Recorded data:
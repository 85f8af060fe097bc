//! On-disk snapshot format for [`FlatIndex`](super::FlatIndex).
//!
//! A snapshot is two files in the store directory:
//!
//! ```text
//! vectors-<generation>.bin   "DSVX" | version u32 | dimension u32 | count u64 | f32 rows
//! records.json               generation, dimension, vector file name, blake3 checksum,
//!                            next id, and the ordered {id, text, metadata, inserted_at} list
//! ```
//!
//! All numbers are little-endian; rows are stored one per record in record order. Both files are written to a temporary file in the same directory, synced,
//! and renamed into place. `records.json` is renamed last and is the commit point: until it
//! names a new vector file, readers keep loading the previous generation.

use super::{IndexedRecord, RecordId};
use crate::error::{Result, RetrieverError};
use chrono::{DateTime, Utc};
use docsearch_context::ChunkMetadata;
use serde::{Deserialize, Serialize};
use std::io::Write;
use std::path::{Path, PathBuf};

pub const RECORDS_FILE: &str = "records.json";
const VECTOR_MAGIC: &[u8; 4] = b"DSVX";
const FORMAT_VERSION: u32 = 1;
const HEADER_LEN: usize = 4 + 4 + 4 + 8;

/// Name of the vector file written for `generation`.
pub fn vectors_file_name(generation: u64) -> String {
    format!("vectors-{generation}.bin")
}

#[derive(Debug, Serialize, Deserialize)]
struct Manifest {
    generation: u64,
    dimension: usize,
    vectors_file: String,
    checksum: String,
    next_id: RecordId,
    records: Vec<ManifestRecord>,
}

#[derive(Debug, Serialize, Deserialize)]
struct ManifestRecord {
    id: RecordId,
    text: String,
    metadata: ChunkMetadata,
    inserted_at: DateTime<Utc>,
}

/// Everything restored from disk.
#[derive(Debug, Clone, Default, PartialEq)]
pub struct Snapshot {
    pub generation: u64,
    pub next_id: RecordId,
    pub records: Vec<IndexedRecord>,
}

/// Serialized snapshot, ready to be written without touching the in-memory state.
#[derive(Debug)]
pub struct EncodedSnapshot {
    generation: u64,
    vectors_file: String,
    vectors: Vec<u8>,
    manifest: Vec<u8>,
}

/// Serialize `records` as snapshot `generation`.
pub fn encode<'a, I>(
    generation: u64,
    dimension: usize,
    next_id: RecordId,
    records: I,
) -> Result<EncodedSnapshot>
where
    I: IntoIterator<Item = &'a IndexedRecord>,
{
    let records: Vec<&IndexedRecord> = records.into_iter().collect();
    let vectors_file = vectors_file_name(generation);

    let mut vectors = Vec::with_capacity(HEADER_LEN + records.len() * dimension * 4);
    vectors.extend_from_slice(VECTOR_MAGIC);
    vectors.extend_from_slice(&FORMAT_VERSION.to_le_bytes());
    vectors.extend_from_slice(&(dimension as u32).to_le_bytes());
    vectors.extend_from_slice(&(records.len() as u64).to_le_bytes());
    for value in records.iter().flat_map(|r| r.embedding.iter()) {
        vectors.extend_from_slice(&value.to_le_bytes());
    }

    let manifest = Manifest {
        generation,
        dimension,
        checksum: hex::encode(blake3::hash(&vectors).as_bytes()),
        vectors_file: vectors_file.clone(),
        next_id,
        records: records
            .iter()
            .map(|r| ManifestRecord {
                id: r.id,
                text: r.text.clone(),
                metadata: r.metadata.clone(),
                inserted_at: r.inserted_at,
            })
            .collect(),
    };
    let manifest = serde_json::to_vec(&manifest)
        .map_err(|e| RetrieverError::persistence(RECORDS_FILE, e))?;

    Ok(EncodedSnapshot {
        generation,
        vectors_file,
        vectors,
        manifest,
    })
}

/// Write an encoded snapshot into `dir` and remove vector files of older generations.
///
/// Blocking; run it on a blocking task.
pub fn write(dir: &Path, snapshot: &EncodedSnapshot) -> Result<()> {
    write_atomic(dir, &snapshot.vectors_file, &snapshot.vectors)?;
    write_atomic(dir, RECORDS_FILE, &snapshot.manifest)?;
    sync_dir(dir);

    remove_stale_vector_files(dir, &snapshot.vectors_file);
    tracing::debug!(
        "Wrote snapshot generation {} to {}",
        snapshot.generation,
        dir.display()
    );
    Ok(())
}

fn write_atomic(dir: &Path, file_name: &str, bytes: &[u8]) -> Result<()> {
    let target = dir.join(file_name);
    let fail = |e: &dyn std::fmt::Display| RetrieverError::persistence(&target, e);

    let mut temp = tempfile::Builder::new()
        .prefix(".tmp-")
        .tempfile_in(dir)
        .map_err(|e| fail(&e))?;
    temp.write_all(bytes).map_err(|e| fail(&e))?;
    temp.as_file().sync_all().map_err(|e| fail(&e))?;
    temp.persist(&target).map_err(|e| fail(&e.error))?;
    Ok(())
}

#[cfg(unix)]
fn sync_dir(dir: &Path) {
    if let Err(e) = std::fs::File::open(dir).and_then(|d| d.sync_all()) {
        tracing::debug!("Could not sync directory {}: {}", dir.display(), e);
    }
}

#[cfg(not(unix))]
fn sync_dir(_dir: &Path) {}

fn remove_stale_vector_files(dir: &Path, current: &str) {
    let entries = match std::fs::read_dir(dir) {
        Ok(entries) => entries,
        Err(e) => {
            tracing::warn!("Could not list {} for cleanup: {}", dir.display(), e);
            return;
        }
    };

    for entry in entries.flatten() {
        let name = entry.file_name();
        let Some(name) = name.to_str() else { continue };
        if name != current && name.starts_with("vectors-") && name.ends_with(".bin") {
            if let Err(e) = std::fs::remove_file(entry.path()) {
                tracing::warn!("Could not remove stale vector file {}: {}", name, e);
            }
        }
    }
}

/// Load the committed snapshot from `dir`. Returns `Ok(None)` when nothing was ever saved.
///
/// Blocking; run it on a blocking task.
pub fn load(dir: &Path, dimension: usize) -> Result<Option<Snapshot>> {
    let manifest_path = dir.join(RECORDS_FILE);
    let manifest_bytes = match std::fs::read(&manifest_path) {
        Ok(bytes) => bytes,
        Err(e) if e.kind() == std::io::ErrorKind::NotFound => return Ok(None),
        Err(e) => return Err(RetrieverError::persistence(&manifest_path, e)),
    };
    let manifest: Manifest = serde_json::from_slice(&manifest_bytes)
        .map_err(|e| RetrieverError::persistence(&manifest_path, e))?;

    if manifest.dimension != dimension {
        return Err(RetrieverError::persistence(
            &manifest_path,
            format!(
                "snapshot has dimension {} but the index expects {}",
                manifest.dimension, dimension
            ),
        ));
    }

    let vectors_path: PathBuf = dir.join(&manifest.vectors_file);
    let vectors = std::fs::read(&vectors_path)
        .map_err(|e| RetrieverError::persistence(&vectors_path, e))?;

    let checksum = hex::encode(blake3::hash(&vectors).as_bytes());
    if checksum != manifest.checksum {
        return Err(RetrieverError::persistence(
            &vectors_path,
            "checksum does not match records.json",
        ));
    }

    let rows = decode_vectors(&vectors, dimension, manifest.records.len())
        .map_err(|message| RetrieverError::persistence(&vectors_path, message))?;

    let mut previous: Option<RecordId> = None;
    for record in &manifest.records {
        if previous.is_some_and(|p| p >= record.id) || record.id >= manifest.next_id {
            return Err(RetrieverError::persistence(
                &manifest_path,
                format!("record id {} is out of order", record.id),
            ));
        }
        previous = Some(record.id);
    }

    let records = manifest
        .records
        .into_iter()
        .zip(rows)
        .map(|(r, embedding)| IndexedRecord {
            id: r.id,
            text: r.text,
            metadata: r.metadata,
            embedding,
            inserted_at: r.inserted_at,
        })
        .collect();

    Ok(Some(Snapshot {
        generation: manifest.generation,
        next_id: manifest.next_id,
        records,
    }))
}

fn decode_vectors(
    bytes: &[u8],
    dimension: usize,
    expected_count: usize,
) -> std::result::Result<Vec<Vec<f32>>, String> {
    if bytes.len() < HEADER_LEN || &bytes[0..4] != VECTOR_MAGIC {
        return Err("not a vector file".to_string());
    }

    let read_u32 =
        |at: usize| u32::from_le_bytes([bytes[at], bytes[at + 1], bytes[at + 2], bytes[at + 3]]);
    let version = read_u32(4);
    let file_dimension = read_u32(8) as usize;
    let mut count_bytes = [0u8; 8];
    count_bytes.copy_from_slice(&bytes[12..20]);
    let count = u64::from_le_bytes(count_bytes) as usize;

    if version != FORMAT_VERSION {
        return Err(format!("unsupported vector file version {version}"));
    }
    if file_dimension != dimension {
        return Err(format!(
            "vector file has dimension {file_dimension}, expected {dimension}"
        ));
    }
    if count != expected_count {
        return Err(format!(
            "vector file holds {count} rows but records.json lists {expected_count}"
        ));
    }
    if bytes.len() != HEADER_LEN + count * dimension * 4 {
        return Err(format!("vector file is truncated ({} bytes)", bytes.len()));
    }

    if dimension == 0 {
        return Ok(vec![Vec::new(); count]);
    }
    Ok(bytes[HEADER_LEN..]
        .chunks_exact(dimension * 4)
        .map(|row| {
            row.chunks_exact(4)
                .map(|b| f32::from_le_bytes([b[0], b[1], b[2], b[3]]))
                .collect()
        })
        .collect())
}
---
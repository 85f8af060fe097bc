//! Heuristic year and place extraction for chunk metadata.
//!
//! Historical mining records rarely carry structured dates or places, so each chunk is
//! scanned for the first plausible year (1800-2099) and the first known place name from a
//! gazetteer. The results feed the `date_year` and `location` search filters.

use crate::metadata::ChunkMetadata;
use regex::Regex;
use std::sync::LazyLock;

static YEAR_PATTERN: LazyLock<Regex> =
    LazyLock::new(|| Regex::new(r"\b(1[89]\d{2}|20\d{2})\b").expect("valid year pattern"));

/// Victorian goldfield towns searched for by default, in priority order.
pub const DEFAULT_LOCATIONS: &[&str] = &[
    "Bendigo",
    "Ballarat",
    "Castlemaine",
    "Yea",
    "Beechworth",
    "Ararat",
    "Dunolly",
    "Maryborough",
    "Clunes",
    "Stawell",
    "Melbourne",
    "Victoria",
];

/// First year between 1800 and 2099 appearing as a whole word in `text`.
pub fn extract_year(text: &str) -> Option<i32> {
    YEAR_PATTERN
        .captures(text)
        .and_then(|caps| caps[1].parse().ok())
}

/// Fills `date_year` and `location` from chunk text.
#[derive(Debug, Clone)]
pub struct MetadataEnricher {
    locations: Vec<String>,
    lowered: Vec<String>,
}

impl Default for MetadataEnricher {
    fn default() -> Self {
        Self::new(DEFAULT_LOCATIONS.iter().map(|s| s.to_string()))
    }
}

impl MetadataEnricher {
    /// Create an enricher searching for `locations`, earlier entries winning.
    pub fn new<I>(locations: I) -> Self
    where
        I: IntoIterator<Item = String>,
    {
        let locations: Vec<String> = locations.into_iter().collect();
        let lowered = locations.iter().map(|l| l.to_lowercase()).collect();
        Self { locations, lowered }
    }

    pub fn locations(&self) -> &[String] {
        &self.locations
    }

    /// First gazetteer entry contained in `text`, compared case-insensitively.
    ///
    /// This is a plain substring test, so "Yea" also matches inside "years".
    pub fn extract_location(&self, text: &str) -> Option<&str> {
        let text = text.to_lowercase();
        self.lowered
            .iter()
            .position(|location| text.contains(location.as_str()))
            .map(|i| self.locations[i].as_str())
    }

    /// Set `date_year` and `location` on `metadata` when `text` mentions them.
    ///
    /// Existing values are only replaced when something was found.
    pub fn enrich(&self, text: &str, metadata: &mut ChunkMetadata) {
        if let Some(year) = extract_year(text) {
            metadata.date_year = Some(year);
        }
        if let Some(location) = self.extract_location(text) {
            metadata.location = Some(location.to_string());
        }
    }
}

Problem to work on
From the data above, give the number of lines that hold "Option", without anything else.

Answer to this exercise
4